Pro Wildlife is active in both the International Whaling Commission (IWC) and CITES. It is also a member of the international Species Survival Network (SSN) and the Deutscher Naturschutzring (DNR). 

Pro Wildlife works with sanctuaries and animal protection projects, which ‘rescue, return to health and protect species that suffer from or are threatened by poaching and wildlife trafficking’. For example in Zambia, where it partners with Game Rangers International to rescue and care for orphaned elephants. Pro Wildlife is also involved in projects that ‘protect wildlife habitats and which educate people in the ways and means to curb wildlife trafficking and poaching’.

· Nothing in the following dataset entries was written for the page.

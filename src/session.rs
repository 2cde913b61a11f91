//! Learner session.
//!
//! A session owns one scenario, the sandbox seeded with its fixture, and an
//! optional progress store. Callers pass it around explicitly; there is no
//! process-wide state.

use tokio_util::sync::CancellationToken;
use tracing::{debug, info};

use crate::db::{QueryExecutor, QueryResult, SandboxConfig, SqliteSandbox};
use crate::error::{ExecutionError, QuestError, Result};
use crate::persistence::ProgressStore;
use crate::scenario::{Level, Scenario};
use crate::verify::{AuditReport, Verdict, Verifier};

/// The outcome of submitting SQL for a level.
#[derive(Debug, Clone)]
pub struct Submission {
    pub level_id: String,

    /// Verdict for a query that ran, or the engine's error.
    pub outcome: std::result::Result<Verdict, ExecutionError>,

    /// True only the first time this level is passed.
    pub newly_completed: bool,
}

impl Submission {
    pub fn passed(&self) -> bool {
        matches!(self.outcome, Ok(Verdict::Pass))
    }
}

/// A scenario being played.
pub struct Session {
    scenario: Scenario,
    sandbox: SqliteSandbox,
    progress: Option<ProgressStore>,
    cancel: CancellationToken,
}

impl Session {
    /// Builds the sandbox for `scenario` and attaches an optional progress store.
    pub async fn open(
        scenario: Scenario,
        config: SandboxConfig,
        progress: Option<ProgressStore>,
    ) -> Result<Self> {
        let sandbox = SqliteSandbox::new(scenario.fixture_sql(), config).await?;
        info!(
            "Session opened for scenario '{}' ({} levels)",
            scenario.id,
            scenario.levels.len()
        );

        Ok(Self {
            scenario,
            sandbox,
            progress,
            cancel: CancellationToken::new(),
        })
    }

    pub fn scenario(&self) -> &Scenario {
        &self.scenario
    }

    pub fn progress(&self) -> Option<&ProgressStore> {
        self.progress.as_ref()
    }

    /// Token that interrupts the query in flight when cancelled.
    pub fn cancellation_token(&self) -> CancellationToken {
        self.cancel.clone()
    }

    fn verifier(&self) -> Verifier<'_> {
        Verifier::new(&self.sandbox).with_cancellation(self.cancel.clone())
    }

    /// Runs SQL without judging it.
    pub async fn run(&self, sql: &str) -> std::result::Result<QueryResult, ExecutionError> {
        self.sandbox
            .execute(sql, &self.cancel)
            .await
            .map(|outcome| outcome.result)
    }

    /// Verifies `sql` for a level and records the completion on a pass.
    pub async fn submit(&self, level_id: &str, sql: &str) -> Result<Submission> {
        let level = self.level(level_id)?;
        let outcome = self.verifier().verify_level(sql, level).await;

        let mut newly_completed = false;
        if matches!(outcome, Ok(Verdict::Pass)) {
            if let Some(progress) = &self.progress {
                newly_completed = progress
                    .record_completion(&self.scenario.id, level_id)
                    .await?;
            }
        }

        debug!(
            "Submission for '{}': {}",
            level_id,
            match &outcome {
                Ok(verdict) => verdict.to_string(),
                Err(e) => e.to_string(),
            }
        );

        Ok(Submission {
            level_id: level_id.to_string(),
            outcome,
            newly_completed,
        })
    }

    /// Runs every level's reference query against the fixture.
    pub async fn audit(&self) -> AuditReport {
        self.verifier().audit(&self.scenario).await
    }

    /// Returns every level with its completion status.
    pub async fn level_statuses(&self) -> Result<Vec<(&Level, bool)>> {
        let mut statuses = Vec::with_capacity(self.scenario.levels.len());
        for level in &self.scenario.levels {
            let done = match &self.progress {
                Some(progress) => {
                    progress
                        .is_completed(&self.scenario.id, &level.level_id)
                        .await?
                }
                None => false,
            };
            statuses.push((level, done));
        }
        Ok(statuses)
    }

    /// Looks up a level, failing with a content error if it does not exist.
    pub fn level(&self, level_id: &str) -> Result<&Level> {
        self.scenario.level(level_id).ok_or_else(|| {
            QuestError::content(format!(
                "Scenario '{}' has no level '{}'",
                self.scenario.id, level_id
            ))
        })
    }

    /// Closes the progress store, if any.
    pub async fn close(self) {
        if let Some(progress) = &self.progress {
            progress.close().await;
        }
    }
}
//! Integration tests for sql-quest.

pub mod progress_test;
pub mod sandbox_test;
pub mod verify_test;
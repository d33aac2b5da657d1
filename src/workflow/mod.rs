pub mod phase;
pub mod session;

pub use phase::{ExamFlow, Phase, PhaseKind};
pub use session::ExamSession;
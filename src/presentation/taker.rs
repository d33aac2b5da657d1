//! 答题界面渲染 - 展示层
//!
//! 纯文本渲染，不做任何 I/O，方便单独测试

use crate::models::{AnswerValue, QuestionType};
use crate::workflow::ExamSession;

/// 把秒数格式化为 mm:ss
pub fn format_time(secs: u64) -> String {
    format!("{}:{:02}", secs / 60, secs % 60)
}

/// 渲染当前题目视图
pub fn render_question(session: &ExamSession) -> String {
    let question = session.current_question();
    let answer = session.answer_for(question.id);

    let mut out = String::new();
    out.push_str(&format!("\n{}\n", "─".repeat(60)));
    out.push_str(&format!(
        "第 {}/{} 题 [{}]  ⏱ 剩余 {}  已答 {}/{}\n",
        session.current_index() + 1,
        session.question_count(),
        question.question_type.label(),
        format_time(session.remaining_secs()),
        session.answered_count(),
        session.question_count(),
    ));
    out.push_str(&format!("{}\n\n", "─".repeat(60)));
    out.push_str(&format!("{}\n", question.prompt));

    // 选项列表（简答题没有选项）
    if !question.option_list().is_empty() {
        out.push('\n');
        for (i, option) in question.option_list().iter().enumerate() {
            let marker = match answer.map(|a| &a.value) {
                Some(AnswerValue::Single(value)) if value == option => "●",
                Some(AnswerValue::Multiple(values)) if values.contains(option) => "■",
                _ => "○",
            };
            out.push_str(&format!("  {} {}. {}\n", marker, i + 1, option));
        }
    }

    // 已有作答回显
    if let Some(answer) = answer {
        if !answer.value.is_empty() && question.question_type == QuestionType::ShortAnswer {
            out.push_str(&format!("\n当前作答: {}\n", answer.value.as_text()));
        }
    }

    out.push('\n');
    out.push_str(match question.question_type {
        QuestionType::MultipleChoice | QuestionType::TrueFalse => {
            "输入选项编号作答；:n 下一题 / :p 上一题 / :submit 交卷"
        }
        QuestionType::MultipleSelect => {
            "输入逗号分隔的选项编号作答（如 1,3）；:n 下一题 / :p 上一题 / :submit 交卷"
        }
        QuestionType::ShortAnswer => {
            "直接输入一行文字作答；:n 下一题 / :p 上一题 / :submit 交卷"
        }
    });
    out.push('\n');

    out
}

More controversially, Pro Wildlife funds undercover investigations and raids against suspected animal smugglers. It is especially focused on and is hostile to the legal and illegal ivory trade. In its 2109 annual report, Pro Wildlife celebrated the fact that at CITES’ CoP-18 ‘all attempts to free up the trade in rhino horn and live rhinos experienced a gratifyingly clear defeat’. Pro Wildlife also opposes all commercial whaling and dolphinaria.

Leaders

Andrea Höppner, CEO

Governance

Small Board led by Andrea Höppner

Finances

According to its website, on December 31, 2019, Pro Wildlife had assets worth Euro 1,188,646.35.

About the directory

Conservation Influencers is a searchable directory of the animal activist, environmental and ecological lobby. It examines the history, mission, methodology and reputation of NGOs to assess their impact on the global conservation cause.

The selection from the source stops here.